Cherry was so taken by the sound of the Hood wood flute that he borrowed it from the
college and took it with him to Europe in the summer of 1970. Appleton has correspondences
in which Cherry is apologizing for taking liberty with the loan:

Dear Carol:

We have finally arrived and all are well. Yes, I do have the Taos flute. I borrowed it
to use in radio shows in Europe.

I plan to return it in the fall for I am to return to the USA in September.

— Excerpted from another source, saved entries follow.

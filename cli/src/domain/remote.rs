//! Remote command result and execution options.

use serde::Serialize;

/// Result of one remote command. Immutable once constructed.
#[derive(Debug, Clone, PartialEq, Eq, Serialize)]
pub struct RemoteCommandResult {
    exit_code: i32,
    stdout: String,
    stderr: String,
}

impl RemoteCommandResult {
    #[must_use]
    pub fn new(exit_code: i32, stdout: impl Into<String>, stderr: impl Into<String>) -> Self {
        Self {
            exit_code,
            stdout: stdout.into(),
            stderr: stderr.into(),
        }
    }

    /// Build a result from raw process output bytes (lossy UTF-8).
    #[must_use]
    pub fn from_bytes(exit_code: i32, stdout: &[u8], stderr: &[u8]) -> Self {
        Self::new(
            exit_code,
            String::from_utf8_lossy(stdout),
            String::from_utf8_lossy(stderr),
        )
    }

    #[must_use]
    pub fn exit_code(&self) -> i32 {
        self.exit_code
    }

    #[must_use]
    pub fn stdout(&self) -> &str {
        &self.stdout
    }

    #[must_use]
    pub fn stderr(&self) -> &str {
        &self.stderr
    }

    #[must_use]
    pub fn succeeded(&self) -> bool {
        self.exit_code == 0
    }
}

/// Options for a single `run` call.
#[derive(Debug, Clone, Copy, PartialEq, Eq)]
pub struct RunOptions {
    /// Return a non-zero exit as data instead of an error.
    pub tolerate_failure: bool,
    /// Keep output out of the terminal (still returned in the result).
    pub capture_output: bool,
}

impl RunOptions {
    /// Fail on non-zero exit, echo output.
    pub const CHECKED: Self = Self {
        tolerate_failure: false,
        capture_output: false,
    };

    /// Tolerate non-zero exit, capture output. Used for probes.
    pub const PROBE: Self = Self {
        tolerate_failure: true,
        capture_output: true,
    };

    /// Tolerate non-zero exit, echo output.
    pub const TOLERANT: Self = Self {
        tolerate_failure: true,
        capture_output: false,
    };
}

/// How an upload treats an existing remote file.
#[derive(Debug, Clone, Copy, PartialEq, Eq, Serialize)]
#[serde(rename_all = "lowercase")]
pub enum WriteMode {
    /// `>`: replace the file.
    Overwrite,
    /// `>>`: append to the file.
    Append,
}

impl WriteMode {
    /// Shell redirection operator for this mode.
    #[must_use]
    pub fn redirect(self) -> &'static str {
        match self {
            Self::Overwrite => ">",
            Self::Append => ">>",
        }
    }
}
//! Record of one provisioning run.

use chrono::{DateTime, Utc};
use serde::Serialize;

use crate::domain::poll::PollResult;
use crate::domain::step::StepOutcome;

/// One recorded idempotent step or wait.
#[derive(Debug, Clone, PartialEq, Eq, Serialize)]
#[serde(tag = "kind", rename_all = "snake_case")]
pub enum StepRecord {
    Step { name: String, outcome: StepOutcome },
    Wait { name: String, result: PollResult },
}

/// Everything a run did, in order.
#[derive(Debug, Clone, Serialize)]
pub struct RunSummary {
    pub playbook: String,
    pub host: String,
    pub started_at: DateTime<Utc>,
    #[serde(skip_serializing_if = "Option::is_none")]
    pub finished_at: Option<DateTime<Utc>>,
    pub phases: Vec<String>,
    pub records: Vec<StepRecord>,
    pub warnings: Vec<String>,
}

/// Counts per outcome.
#[derive(Debug, Clone, Copy, Default, PartialEq, Eq, Serialize)]
pub struct Tally {
    pub applied: usize,
    pub already_satisfied: usize,
    pub failed: usize,
    pub waits_timed_out: usize,
}

impl RunSummary {
    #[must_use]
    pub fn new(playbook: &str, host: &str) -> Self {
        Self {
            playbook: playbook.to_string(),
            host: host.to_string(),
            started_at: Utc::now(),
            finished_at: None,
            phases: Vec::new(),
            records: Vec::new(),
            warnings: Vec::new(),
        }
    }

    pub fn record_step(&mut self, name: &str, outcome: StepOutcome) {
        self.records.push(StepRecord::Step {
            name: name.to_string(),
            outcome,
        });
    }

    pub fn record_wait(&mut self, name: &str, result: PollResult) {
        self.records.push(StepRecord::Wait {
            name: name.to_string(),
            result,
        });
    }

    pub fn warn(&mut self, message: impl Into<String>) {
        self.warnings.push(message.into());
    }

    pub fn finish(&mut self) {
        self.finished_at = Some(Utc::now());
    }

    #[must_use]
    pub fn tally(&self) -> Tally {
        let mut tally = Tally::default();
        for record in &self.records {
            match record {
                StepRecord::Step { outcome, .. } => match outcome {
                    StepOutcome::Applied => tally.applied += 1,
                    StepOutcome::AlreadySatisfied => tally.already_satisfied += 1,
                    StepOutcome::Failed { .. } => tally.failed += 1,
                },
                StepRecord::Wait { result, .. } => {
                    if !result.is_ready() {
                        tally.waits_timed_out += 1;
                    }
                }
            }
        }
        tally
    }
}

I hope that Mr. Whiting of the museum would understand How important it is that I
can play the flute and it must be heard and that the flute will be returned and taken
care of.

If necessary I will send it back immediately.

Miss you all.

Much love,

Don Cherry

June 25, 1970

In New York City, in October, 2005, there was a three-week, 20-show tribute to the music of
Don Cherry marking the 10th anniversary of Cherry’s death​. Blue Note in 2005 re-issued
re-mastered versions of ​Symphony for Improvisers (1966) and ​Where is Brooklyn (​ 1966).
Appleton is negotiating the reissue of “Human Music”, done at the Dartmouth computer
music lab for Flying Dutchman label. Although not an essential part of the Cherry’s catalog,
it is inimitable and unique and a sonic encapsulation of Cherry’s visit to Dartmouth, and the
era. The gong that Cherry struck years ago for Herzfeld, Haas and the other Dartmouth
students – and for many other musicians, fans and people – reverberates.

“Human Music” was re-issued shortly thereafter via Pat Thomas and Water Music. I also
remember suggesting to the Dartmouth Alumni Magazine that they should put out a jazz cd
insert featuring parts of “Human Music” plus the Dizzy cd recorded live at Dartmouth, plus
various other Dartmouth related tracks.